Este escrito no se dirige a esas personas hueras y del todo vulgares que no quieren sino
satisfacer sus deseos carnales, pues sé bien que son incapaces de la vida del espíritu (aunque
puedan cambiar, claro está). Me dirijo más bien a los ingenuos; a los que buscan solo atraer
la mirada y no buscan tener —para poder dar— algo distinto de lo que preparan: cuerpo.
Como el amor no se puede hacer en una cama, sino en la tranquila tarea de
enriquecimiento interior para una entrega completa del propio yo de modo indefinido,
aquellos y aquellas que quieren ser amados de verdad (en última instancia todos)
deberíamos aprender a acumular en nosotros mismos lo que todos queremos y apreciamos
en los demás, y sobre todo en la esposa o esposo que se busca: buen trato, capacidad de
servicio, cualidades para la convivencia, saberes deliciosos para la vida común: sonrisas
reales, conversación agradable, el arte de cocinar, la capacidad de llevar una casa, las
habilidades del trato con las cosas, el canto, el baile enriquecedor, la sabia disposición de las
pertenencias, la sabiduría del ahorro…
Si queremos ser amados debemos hacernos amables (persona que se puede amar, que
invita a ser amado, que se deja amar). La belleza importa, claro, y mucho; pero la belleza del
cuerpo es algo que viene dado por la naturaleza, imposible de adquirir en muchos casos y
muy difícil de lograr —cuando se puede— sin caudales de dinero y una perfecta (y quizás
tonta) disposición para sacrificios terribles que no traen felicidad. Pero esa belleza, tan
maravillosa cuando es “natural”, es débil, no perdurable, y fácil de perder: por las acciones
de la misma naturaleza (enfermedades), del azar (accidentes) o de la mano humana. Esa
débil posesión que es la belleza muestra a las claras que es muchísimo más importante
aquello que nosotros podemos hacer de nosotros mismos, pues quien consigue esto último,
que también es belleza, da señales de discreción, de buen juicio, de sabiduría, de saberes
realmente estimables, sin duda más valiosos que una nariz respingada, una seno llamativo,
una cadera bien formada o cualquier otra cosa que le ha sido dado a uno. Lo que se
conquista interiormente es duradero, permanente, imperecedero, imperdible: algo propio
de verdad, posesión definitiva, algo realmente bueno que hace que el amor conseguido
gracias a él indique, a su vez, lo valioso de quien ama por ello: hace reconocible la buena
capacidad de juicio y el buen gusto que se manifiesta en semejante elección.

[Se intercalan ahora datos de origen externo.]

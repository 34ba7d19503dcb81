//! Layout engine – uses Taffy to lay a block's styled tree out at a given
//! content width, producing positioned boxes relative to the block origin.
//!
//! Each block is laid out in its own tree: blocks never influence each
//! other, so a block's height is a function of its markup, the content
//! width, the loaded fonts and the loaded images only.

use std::collections::HashMap;

use taffy::{
    AvailableSpace, Dimension as TaffyDimension, LengthPercentage, LengthPercentageAuto, NodeId,
    Rect, Size, Style, TaffyTree,
};

use crate::assets::ImageSizes;
use crate::error::PrintError;
use crate::fonts::{wrap_text, FontKey, FontManager};
use crate::markup::{DomNode, Tag};
use crate::style::{self, build_styled_tree, ComputedStyle, Dimension, StyledNode, TextAlign};

/// A box in block coordinates (origin = top-left of the block).
#[derive(Debug, Clone)]
pub struct PositionedBox {
    pub x: f32,
    pub y: f32,
    pub width: f32,
    pub height: f32,
    pub tag: Option<Tag>,
    pub style: ComputedStyle,
    pub content: BoxContent,
    pub children: Vec<PositionedBox>,
}

#[derive(Debug, Clone)]
pub enum BoxContent {
    None,
    Text { lines: Vec<PlacedLine> },
    Image { src: String },
    ListMarker { marker: String },
}

/// One wrapped line with its offsets inside the text box.
#[derive(Debug, Clone, PartialEq)]
pub struct PlacedLine {
    pub text: String,
    pub x_offset: f32,
    pub y_offset: f32,
}

/// A laid-out block: its outer box plus total height including the
/// vertical margins of its top-level elements.
#[derive(Debug, Clone)]
pub struct BlockLayout {
    pub root: PositionedBox,
    pub height: f32,
}

/// Header and row heights of a laid-out table.
#[derive(Debug, Clone, Default, PartialEq)]
pub struct TableMetrics {
    pub header_height: f32,
    pub row_heights: Vec<f32>,
}

struct LayoutBuilder<'a> {
    taffy: TaffyTree<()>,
    fonts: &'a FontManager,
    images: &'a dyn ImageSizes,
    styles: HashMap<NodeId, ComputedStyle>,
    tags: HashMap<NodeId, Tag>,
    content: HashMap<NodeId, BoxContent>,
    /// Raw wrapped lines of text leaves; offsets are placed at extraction
    /// time once the final box width is known.
    raw_lines: HashMap<NodeId, Vec<String>>,
}

impl<'a> LayoutBuilder<'a> {
    fn new(fonts: &'a FontManager, images: &'a dyn ImageSizes) -> Self {
        Self {
            taffy: TaffyTree::new(),
            fonts,
            images,
            styles: HashMap::new(),
            tags: HashMap::new(),
            content: HashMap::new(),
            raw_lines: HashMap::new(),
        }
    }

    fn build(&mut self, node: &StyledNode, width: f32, in_row: bool) -> Result<NodeId, PrintError> {
        match node {
            StyledNode::Text { text, style } => {
                let normalized = text.split_whitespace().collect::<Vec<_>>().join(" ");
                self.text_leaf(&normalized, style, width, in_row)
            }
            StyledNode::Element {
                tag,
                style,
                children,
                attrs,
            } => match tag {
                Tag::Img => {
                    let src = attrs.get("src").cloned().unwrap_or_default();
                    self.image_leaf(src, style, width)
                }
                Tag::Br => {
                    let leaf = self.taffy.new_leaf(Style {
                        size: Size {
                            width: TaffyDimension::Length(0.0),
                            height: TaffyDimension::Length(style.line_height_px()),
                        },
                        ..Style::default()
                    })?;
                    self.styles.insert(leaf, style.clone());
                    Ok(leaf)
                }
                _ => self.element(tag, style, children, width, in_row),
            },
        }
    }

    fn element(
        &mut self,
        tag: &Tag,
        style: &ComputedStyle,
        children: &[StyledNode],
        width: f32,
        in_row: bool,
    ) -> Result<NodeId, PrintError> {
        let own_width = style.width.resolve(width).unwrap_or(width);
        let inner_width = (own_width
            - style.padding[1]
            - style.padding[3]
            - 2.0 * style.border_width)
            .max(0.0);

        let mut child_ids = Vec::with_capacity(children.len());
        if !children.is_empty() && children.iter().all(is_inline) {
            // A run of inline content flows as one wrapped paragraph.
            let text = collect_text(children);
            if !text.is_empty() {
                child_ids.push(self.text_leaf(&text, style, inner_width, false)?);
            }
        } else {
            let row = is_row(tag, style);
            let child_width = if row {
                let count = children.len().max(1) as f32;
                ((inner_width - style.gap * (count - 1.0)) / count).max(1.0)
            } else {
                inner_width
            };
            let mut item_number = 0;
            for child in children {
                let id = self.build(child, child_width, row)?;
                if let StyledNode::Element { tag: Tag::Li, .. } = child {
                    item_number += 1;
                    let marker = if *tag == Tag::Ol {
                        format!("{item_number}.")
                    } else {
                        "\u{2022}".to_string()
                    };
                    self.content.insert(id, BoxContent::ListMarker { marker });
                }
                child_ids.push(id);
            }
        }

        let taffy_style = to_taffy(style, tag, in_row);
        let node = self.taffy.new_with_children(taffy_style, &child_ids)?;
        self.styles.insert(node, style.clone());
        self.tags.insert(node, tag.clone());
        Ok(node)
    }

    fn text_leaf(
        &mut self,
        text: &str,
        style: &ComputedStyle,
        width: f32,
        in_row: bool,
    ) -> Result<NodeId, PrintError> {
        let key = font_key(style);
        let lines = wrap_text(text, style.font_size, &key, width, self.fonts);
        let height = lines.len() as f32 * style.line_height_px();
        let text_width = lines
            .iter()
            .map(|l| self.fonts.measure_text_width(l, style.font_size, &key))
            .fold(0.0f32, f32::max)
            .min(width.max(0.0));

        let leaf = self.taffy.new_leaf(Style {
            size: Size {
                // In a row the leaf needs its own width; in a column it
                // stretches so alignment has the full line to work with.
                width: if in_row {
                    TaffyDimension::Length(text_width)
                } else {
                    TaffyDimension::Auto
                },
                height: TaffyDimension::Length(height),
            },
            flex_shrink: 0.0,
            ..Style::default()
        })?;
        let mut text_style = style.clone();
        text_style.margin = [0.0; 4];
        text_style.padding = [0.0; 4];
        text_style.border_width = 0.0;
        text_style.background_color = style::Color::TRANSPARENT;
        self.styles.insert(leaf, text_style);
        self.raw_lines.insert(leaf, lines);
        Ok(leaf)
    }

    /// Images without an explicit size take their intrinsic size once
    /// loaded; until then they collapse to 0×0, as in a browser.
    fn image_leaf(
        &mut self,
        src: String,
        style: &ComputedStyle,
        parent_width: f32,
    ) -> Result<NodeId, PrintError> {
        let known_w = style.width.resolve(parent_width);
        let known_h = style.height.resolve(0.0).filter(|_| !matches!(style.height, Dimension::Percent(_)));
        let (w, h) = match (known_w, known_h, self.images.intrinsic_size(&src)) {
            (Some(w), Some(h), _) => (w, h),
            (Some(w), None, Some((iw, ih))) if iw > 0.0 => (w, w * ih / iw),
            (None, Some(h), Some((iw, ih))) if ih > 0.0 => (h * iw / ih, h),
            (None, None, Some((iw, ih))) => (iw.min(parent_width), ih * iw.min(parent_width) / iw.max(1.0)),
            (w, h, _) => (w.unwrap_or(0.0), h.unwrap_or(0.0)),
        };

        let leaf = self.taffy.new_leaf(Style {
            size: Size {
                width: TaffyDimension::Length(w),
                height: TaffyDimension::Length(h),
            },
            margin: margin_rect(style),
            flex_shrink: 0.0,
            ..Style::default()
        })?;
        self.styles.insert(leaf, style.clone());
        self.tags.insert(leaf, Tag::Img);
        self.content.insert(leaf, BoxContent::Image { src });
        Ok(leaf)
    }

    fn extract(&self, node: NodeId, offset_x: f32, offset_y: f32) -> Result<PositionedBox, PrintError> {
        let layout = self.taffy.layout(node)?;
        let x = offset_x + layout.location.x;
        let y = offset_y + layout.location.y;
        let style = self.styles.get(&node).cloned().unwrap_or_default();

        let content = match self.raw_lines.get(&node) {
            Some(lines) => BoxContent::Text {
                lines: self.place_lines(lines, &style, layout.size.width),
            },
            None => self.content.get(&node).cloned().unwrap_or(BoxContent::None),
        };

        let children = self
            .taffy
            .children(node)?
            .into_iter()
            .map(|child| self.extract(child, x, y))
            .collect::<Result<Vec<_>, _>>()?;

        Ok(PositionedBox {
            x,
            y,
            width: layout.size.width,
            height: layout.size.height,
            tag: self.tags.get(&node).cloned(),
            style,
            content,
            children,
        })
    }

    fn place_lines(&self, lines: &[String], style: &ComputedStyle, box_width: f32) -> Vec<PlacedLine> {
        let key = font_key(style);
        let line_height = style.line_height_px();
        lines
            .iter()
            .enumerate()
            .map(|(i, text)| {
                let free = box_width - self.fonts.measure_text_width(text, style.font_size, &key);
                let x_offset = match style.text_align {
                    TextAlign::Left => 0.0,
                    TextAlign::Center => (free / 2.0).max(0.0),
                    TextAlign::Right => free.max(0.0),
                };
                PlacedLine {
                    text: text.clone(),
                    x_offset,
                    y_offset: i as f32 * line_height,
                }
            })
            .collect()
    }
}
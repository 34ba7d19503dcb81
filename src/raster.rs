//! Page rasterization with `tiny-skia`.
//!
//! Paints a [`PageLayout`] into a bitmap: white page, header band, content
//! boxes (backgrounds, borders, images, text), footer band. Bands use
//! object-fit cover and are clipped to their box. Text is drawn from
//! `ttf-parser` glyph outlines when a real face is loaded; without one,
//! every glyph is a box of the fallback advance width.

use std::collections::HashMap;

use tiny_skia::{
    Color, FillRule, FilterQuality, Mask, Paint, Path, PathBuilder, Pixmap, PixmapPaint, Rect,
    Stroke, Transform,
};
use ttf_parser::OutlineBuilder;

use crate::assets::{DecodedImage, ImageStore};
use crate::error::PrintError;
use crate::fonts::{FontKey, FontManager};
use crate::layout_config::{DocumentLayout, ImageFit, LayoutBox, PageLayout, TextContent};
use crate::surface::LayoutSurface;

/// One captured page.
#[derive(Debug, Clone)]
pub struct RasterPage {
    pub width: u32,
    pub height: u32,
    pub png: Vec<u8>,
}

/// Captures one composed page as a bitmap.
pub trait PageRasterizer {
    fn rasterize(
        &mut self,
        doc: &DocumentLayout,
        page: &PageLayout,
        scale: f32,
    ) -> Result<RasterPage, PrintError>;
}

pub struct SkiaRasterizer {
    fonts: FontManager,
    images: ImageStore,
    pixmaps: HashMap<String, Option<Pixmap>>,
}

impl SkiaRasterizer {
    pub fn new(fonts: FontManager, images: ImageStore) -> Self {
        Self {
            fonts,
            images,
            pixmaps: HashMap::new(),
        }
    }

    /// Rasterize with the fonts and images the surface measured with.
    pub fn from_surface(surface: &LayoutSurface) -> Self {
        Self::new(surface.fonts().clone(), surface.images().clone())
    }

    /// Premultiplied pixmap for `src`; failures are logged once and cached
    /// as missing.
    fn pixmap(&mut self, src: &str) -> Option<&Pixmap> {
        if !self.pixmaps.contains_key(src) {
            let pixmap = match self.images.fetch(src) {
                Ok(img) => to_pixmap(&img),
                Err(e) => {
                    log::warn!("Skipping image — {e}");
                    None
                }
            };
            self.pixmaps.insert(src.to_string(), pixmap);
        }
        self.pixmaps.get(src).and_then(Option::as_ref)
    }

    fn paint_box(&mut self, canvas: &mut Pixmap, lbox: &LayoutBox, ts: Transform) {
        if let Some(bg) = lbox.background_color {
            if let Some(rect) = Rect::from_xywh(lbox.x, lbox.y, lbox.width, lbox.height) {
                canvas.fill_rect(rect, &solid(bg), ts, None);
            }
        }

        if let Some(border) = &lbox.border {
            let half = border.width / 2.0;
            if let Some(rect) = Rect::from_xywh(
                lbox.x + half,
                lbox.y + half,
                (lbox.width - border.width).max(0.0),
                (lbox.height - border.width).max(0.0),
            ) {
                let path = PathBuilder::from_rect(rect);
                let stroke = Stroke {
                    width: border.width,
                    ..Stroke::default()
                };
                canvas.stroke_path(&path, &solid(border.color), &stroke, ts, None);
            }
        }

        if let Some(img) = &lbox.image {
            let target = (lbox.x, lbox.y, lbox.width, lbox.height);
            let fit = img.fit;
            let (w, h) = (canvas.width(), canvas.height());
            if let Some(source) = self.pixmap(&img.src) {
                draw_image(canvas, source, target, fit, ts, (w, h));
            }
        }

        if let Some(marker) = &lbox.list_marker {
            if let Some(text) = first_text(lbox) {
                let key = FontKey::new(&text.font_family, false, false);
                let width = self.fonts.measure_text_width(marker, text.font_size, &key);
                let x = lbox.x - width - text.font_size * 0.5;
                self.draw_text(canvas, marker, x, lbox.y, text, ts);
            }
        }

        if let Some(text) = &lbox.text {
            for line in &text.lines {
                let x = lbox.x + line.x_offset;
                let y = lbox.y + line.y_offset;
                self.draw_text(canvas, &line.text, x, y, text, ts);
                if text.underline {
                    let key = FontKey::new(&text.font_family, text.bold, text.italic);
                    let width = self.fonts.measure_text_width(&line.text, text.font_size, &key);
                    let base = y + half_leading(text) + self.fonts.ascender_px(text.font_size, &key);
                    if let Some(rect) = Rect::from_xywh(x, base + text.font_size * 0.1, width, 1.0) {
                        canvas.fill_rect(rect, &solid(text.color), ts, None);
                    }
                }
            }
        }

        for child in &lbox.children {
            self.paint_box(canvas, child, ts);
        }
    }

    /// Draw one line whose line box starts at `top`.
    fn draw_text(&self, canvas: &mut Pixmap, s: &str, x: f32, top: f32, text: &TextContent, ts: Transform) {
        let key = FontKey::new(&text.font_family, text.bold, text.italic);
        let data = self.fonts.get(&key);
        let paint = solid(text.color);
        let baseline = top + half_leading(text) + self.fonts.ascender_px(text.font_size, &key);

        let face = if data.is_real() {
            ttf_parser::Face::parse(&data.bytes, 0).ok()
        } else {
            None
        };
        let Some(face) = face else {
            // Greeked text: a box per non-space glyph.
            let advance = self.fonts.measure_text_width("x", text.font_size, &key);
            let glyph_h = text.font_size * 0.5;
            for (i, ch) in s.chars().enumerate() {
                if ch.is_whitespace() {
                    continue;
                }
                let gx = x + i as f32 * advance + advance * 0.1;
                if let Some(rect) = Rect::from_xywh(gx, baseline - glyph_h, advance * 0.8, glyph_h) {
                    canvas.fill_rect(rect, &paint, ts, None);
                }
            }
            return;
        };

        let scale = text.font_size / face.units_per_em() as f32;
        let mut pen = x;
        for ch in s.chars() {
            let Some(gid) = face.glyph_index(ch) else {
                pen += text.font_size * 0.5;
                continue;
            };
            let mut builder = GlyphPathBuilder::new(pen, baseline, scale);
            if face.outline_glyph(gid, &mut builder).is_some() {
                if let Some(path) = builder.finish() {
                    canvas.fill_path(&path, &paint, FillRule::Winding, ts, None);
                }
            }
            pen += face
                .glyph_hor_advance(gid)
                .map(|a| a as f32 * scale)
                .unwrap_or(text.font_size * 0.5);
        }
    }
}

impl PageRasterizer for SkiaRasterizer {
    fn rasterize(
        &mut self,
        doc: &DocumentLayout,
        page: &PageLayout,
        scale: f32,
    ) -> Result<RasterPage, PrintError> {
        let width = (doc.page_width_px * scale).round() as u32;
        let height = (doc.page_height_px * scale).round() as u32;
        let mut canvas = Pixmap::new(width, height).ok_or_else(|| {
            PrintError::Raster(format!("invalid raster size {width}x{height} at scale {scale}"))
        })?;
        canvas.fill(Color::WHITE);
        let ts = Transform::from_scale(scale, scale);

        if let Some(header) = &page.header {
            self.paint_box(&mut canvas, header, ts);
        }
        for lbox in &page.boxes {
            self.paint_box(&mut canvas, lbox, ts);
        }
        if let Some(footer) = &page.footer {
            self.paint_box(&mut canvas, footer, ts);
        }

        let png = canvas
            .encode_png()
            .map_err(|e| PrintError::Raster(format!("png encode failed: {e}")))?;
        Ok(RasterPage { width, height, png })
    }
}

fn half_leading(text: &TextContent) -> f32 {
    ((text.line_height - text.font_size) / 2.0).max(0.0)
}

fn first_text(lbox: &LayoutBox) -> Option<&TextContent> {
    lbox.text
        .as_ref()
        .or_else(|| lbox.children.iter().find_map(first_text))
}

fn solid(rgba: [f32; 4]) -> Paint<'static> {
    let mut paint = Paint::default();
    paint.set_color(
        Color::from_rgba(
            rgba[0].clamp(0.0, 1.0),
            rgba[1].clamp(0.0, 1.0),
            rgba[2].clamp(0.0, 1.0),
            rgba[3].clamp(0.0, 1.0),
        )
        .unwrap_or(Color::BLACK),
    );
    paint.anti_alias = true;
    paint
}

/// Draw `source` into the `(x, y, w, h)` box. Cover keeps the aspect
/// ratio, centres the image and clips what spills out of the box.
fn draw_image(
    canvas: &mut Pixmap,
    source: &Pixmap,
    (x, y, w, h): (f32, f32, f32, f32),
    fit: ImageFit,
    ts: Transform,
    (canvas_w, canvas_h): (u32, u32),
) {
    let (src_w, src_h) = (source.width() as f32, source.height() as f32);
    if src_w <= 0.0 || src_h <= 0.0 || w <= 0.0 || h <= 0.0 {
        return;
    }
    let (sx, sy, ox, oy) = match fit {
        ImageFit::Fill => (w / src_w, h / src_h, 0.0, 0.0),
        ImageFit::Cover => {
            let s = (w / src_w).max(h / src_h);
            (s, s, (w - src_w * s) / 2.0, (h - src_h * s) / 2.0)
        }
    };

    let mask = Rect::from_xywh(x, y, w, h).and_then(|clip| {
        let mut mask = Mask::new(canvas_w, canvas_h)?;
        mask.fill_path(&PathBuilder::from_rect(clip), FillRule::Winding, true, ts);
        Some(mask)
    });

    let placement = ts.pre_concat(Transform::from_row(sx, 0.0, 0.0, sy, x + ox, y + oy));
    let paint = PixmapPaint {
        quality: FilterQuality::Bilinear,
        ..PixmapPaint::default()
    };
    canvas.draw_pixmap(0, 0, source.as_ref(), &paint, placement, mask.as_ref());
}

fn to_pixmap(img: &DecodedImage) -> Option<Pixmap> {
    let mut pixmap = Pixmap::new(img.width(), img.height())?;
    for (src, dst) in img
        .rgba
        .as_raw()
        .chunks_exact(4)
        .zip(pixmap.data_mut().chunks_exact_mut(4))
    {
        let a = src[3];
        dst[0] = premultiply(src[0], a);
        dst[1] = premultiply(src[1], a);
        dst[2] = premultiply(src[2], a);
        dst[3] = a;
    }
    Some(pixmap)
}

fn premultiply(channel: u8, alpha: u8) -> u8 {
    let prod = (channel as u16) * (alpha as u16) + 127;
    ((prod + (prod >> 8)) >> 8) as u8
}

/// Glyph outline to device path. Font units grow upwards, the page grows
/// downwards, hence the flipped y.
struct GlyphPathBuilder {
    builder: PathBuilder,
    origin_x: f32,
    origin_y: f32,
    scale: f32,
}

impl GlyphPathBuilder {
    fn new(origin_x: f32, origin_y: f32, scale: f32) -> Self {
        Self {
            builder: PathBuilder::new(),
            origin_x,
            origin_y,
            scale,
        }
    }

    fn map(&self, x: f32, y: f32) -> (f32, f32) {
        (self.origin_x + x * self.scale, self.origin_y - y * self.scale)
    }

    fn finish(self) -> Option<Path> {
        self.builder.finish()
    }
}

impl OutlineBuilder for GlyphPathBuilder {
    fn move_to(&mut self, x: f32, y: f32) {
        let (x, y) = self.map(x, y);
        self.builder.move_to(x, y);
    }

    fn line_to(&mut self, x: f32, y: f32) {
        let (x, y) = self.map(x, y);
        self.builder.line_to(x, y);
    }

    fn quad_to(&mut self, x1: f32, y1: f32, x: f32, y: f32) {
        let (x1, y1) = self.map(x1, y1);
        let (x, y) = self.map(x, y);
        self.builder.quad_to(x1, y1, x, y);
    }

    fn curve_to(&mut self, x1: f32, y1: f32, x2: f32, y2: f32, x: f32, y: f32) {
        let (x1, y1) = self.map(x1, y1);
        let (x2, y2) = self.map(x2, y2);
        let (x, y) = self.map(x, y);
        self.builder.cubic_to(x1, y1, x2, y2, x, y);
    }

    fn close(&mut self) {
        self.builder.close();
    }
}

¡Pobres millones de seres ofuscados los que rondan por ahí en este alarde de cuerpo
(habiendo tan pocos lindos de veras)! ¡Pobre Creador que ve así de perdida y confundida a
su criatura predilecta! ¡Qué dicha y qué gozo la conquista de la verdadera belleza, aquella
definitiva por la cual seremos al final gozo de ese Creador!